NEWCITY REVIEW: 'Skin Tight' by Cor Theatre



RECOMMENDED
The abbreviated length of New Zealand playwright Gary Henderson’s “Skin Tight,” being given a Chicago premiere by Cor Theatre, resonates long after the “quardle oodle ardle wardle doodle” is done. Those five nonsense words, both muscular and ambivalent, come from poet Denis Glover’s similarly brief rural work, “The Magpies,” on which “Skin Tight” is based. In Glover’s six four-line stanzas, those are the only words that the poet’s subjects, Tom and Elizabeth, speak. But they certainly speak volumes. They echo a relationship’s highs and lows, and understand their universal commonalities. The emotions, no matter the context, are deep and extreme.
Akin to Glover’s physically tiny work, “Skin Tight” runs a mere fifty minutes, but the subject matter is contrastingly massive. The drama, directed by Victoria Deiorio, depicts the lifetime events of a relationship, which, while a formidable task, is not a theatrical first. Comedic one-acts have long taken up similar challenges, but too often with an abundance of cheap laughs and stereotypical representations. Henderson’s play, alive with an obscure poeticism, endeavors a more honest exploration of the joys and pitfalls of coupledom.
“Skin Tight” holds different meanings for every person.
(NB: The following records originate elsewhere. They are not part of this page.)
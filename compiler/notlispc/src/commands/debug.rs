//! `parse`: dump the parse tree of a file.

use notlisp_parse::parse;

use super::{read_input, CommandError};
use crate::report::render_parse_error;

/// Parse tree of `path` (or stdin for `-`) as an indented dump.
pub fn parse_file(path: &str, color: bool) -> Result<String, CommandError> {
    let source = read_input(path)?;
    parse_source(path, &source, color)
}

pub fn parse_source(name: &str, source: &str, color: bool) -> Result<String, CommandError> {
    match parse(source) {
        Ok(tree) => Ok(tree.dump(source)),
        Err(error) => Err(CommandError::Syntax {
            name: name.to_string(),
            count: 1,
            report: render_parse_error(name, source, &error, color),
        }),
    }
}
use notlisp_parse::{parse, Span};
use notlisp_value::EvalErrorKind;
use pretty_assertions::assert_eq;

use super::*;

fn read_str(source: &str) -> Value {
    read(&parse(source).unwrap())
}

#[test]
fn program_reads_as_sexpr() {
    assert_eq!(read_str("+ 1 2").to_string(), "(+ 1 2)");
    assert_eq!(read_str(""), Value::sexpr());
}

#[test]
fn nested_groups_keep_their_kind_and_order() {
    let value = read_str("(eval {head (list 1 -2)})");
    assert_eq!(value.to_string(), "((eval {head (list 1 -2)}))");
    let inner = value.children().and_then(|c| c.first()).cloned();
    assert_eq!(inner.map(|v| v.type_name()), Some("S-Expression"));
}

#[test]
fn signed_literals() {
    assert_eq!(read_str("+7 -0"), Value::sexpr().with(Value::number(7)).with(Value::number(0)));
}

#[test]
fn out_of_range_number_is_invalid() {
    let value = read_str("99999999999999999999");
    let err = value.children().and_then(|c| c.first()).and_then(Value::as_error).cloned();
    assert_eq!(err.as_ref().map(|e| e.message.as_str()), Some("invalid number"));
    assert_eq!(
        err.map(|e| e.kind),
        Some(EvalErrorKind::InvalidNumber {
            literal: "99999999999999999999".to_string()
        })
    );
}

#[test]
fn decimal_literal_is_invalid() {
    assert_eq!(read_str("1.5").to_string(), "(Error: invalid number)");
}

#[test]
fn extreme_literals_fit() {
    assert_eq!(
        read_str("-9223372036854775808 9223372036854775807").to_string(),
        "(-9223372036854775808 9223372036854775807)"
    );
}

#[test]
fn structural_node_reads_as_error() {
    let node = ParseNode::leaf(NodeKind::Delimiter, "(", Span::new(0, 1));
    assert!(read(&node).is_error());
}
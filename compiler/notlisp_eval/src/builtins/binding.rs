//! `def`: global binding.

use notlisp_value::{
    define_count_mismatch, define_non_symbol, wrong_arg_count, Arity, Builtin, EvalError,
    EvalResult, Value,
};

use super::expect_qexpr;
use crate::environment::Environment;

/// `def {a b} 1 2` binds `a` and `b` globally and evaluates to `()`.
///
/// Nothing is bound unless every check passes.
pub(super) fn def(env: &mut Environment, args: Vec<Value>) -> EvalResult {
    let mut args = args.into_iter();
    let Some(symbols) = args.next() else {
        return Err(wrong_arg_count(Builtin::Def.name(), Arity::AtLeast(1), 0));
    };
    expect_qexpr(Builtin::Def, 0, &symbols)?;

    let names = symbols
        .into_children()
        .unwrap_or_default()
        .into_iter()
        .enumerate()
        .map(|(index, symbol)| match symbol.as_symbol() {
            Some(name) => Ok(name.to_owned()),
            None => Err(define_non_symbol(index, symbol.type_name())),
        })
        .collect::<Result<Vec<String>, EvalError>>()?;

    let values: Vec<Value> = args.collect();
    if names.len() != values.len() {
        return Err(define_count_mismatch(names.len(), values.len()));
    }

    for (name, value) in names.iter().zip(&values) {
        env.put(name, value);
    }
    Ok(Value::sexpr())
}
For me, this gem quite accurately reflects a single average day for a couple—its fights, lulls and rushes of passion—only with the theater’s harrowing urgency and perpetual threat. The spoken scenes abound with intimacy and lyrical nuance and are punctuated by fights unbelievably dangerous to the observer. Risk in stage combat takes extreme skill to approximate without the movement being truly hazardous to the performers, but movement/fight choreographers Julia Neary and Scott Cummins have accomplished guttural, heart-pumping confrontations that arouse shock and continuous surprise.
Early in the play, Tom (Tony Bozzuto) eats an apple, slicing into each piece with a finely sharpened knife and biting the slice directly off the blade—the juice gushing sensually down. It’s a deliciously provocative image that abstractly mirrors the risks taken and the pleasures derived from a relationship. But that is not the last we see of that oh-so-sinister knife. During another booming fight—given rhythm and thunder by Lindsay Jones’ sound design—Tom puts the knife directly into Elizabeth’s (Tosha Fowler) mouth, and they move together in a terrifying act that makes tight-rope walking seem carefree and innocent. There must be a trick to the maneuver, but being, perhaps, four feet from the actors, I couldn’t discern any holes in the illusion.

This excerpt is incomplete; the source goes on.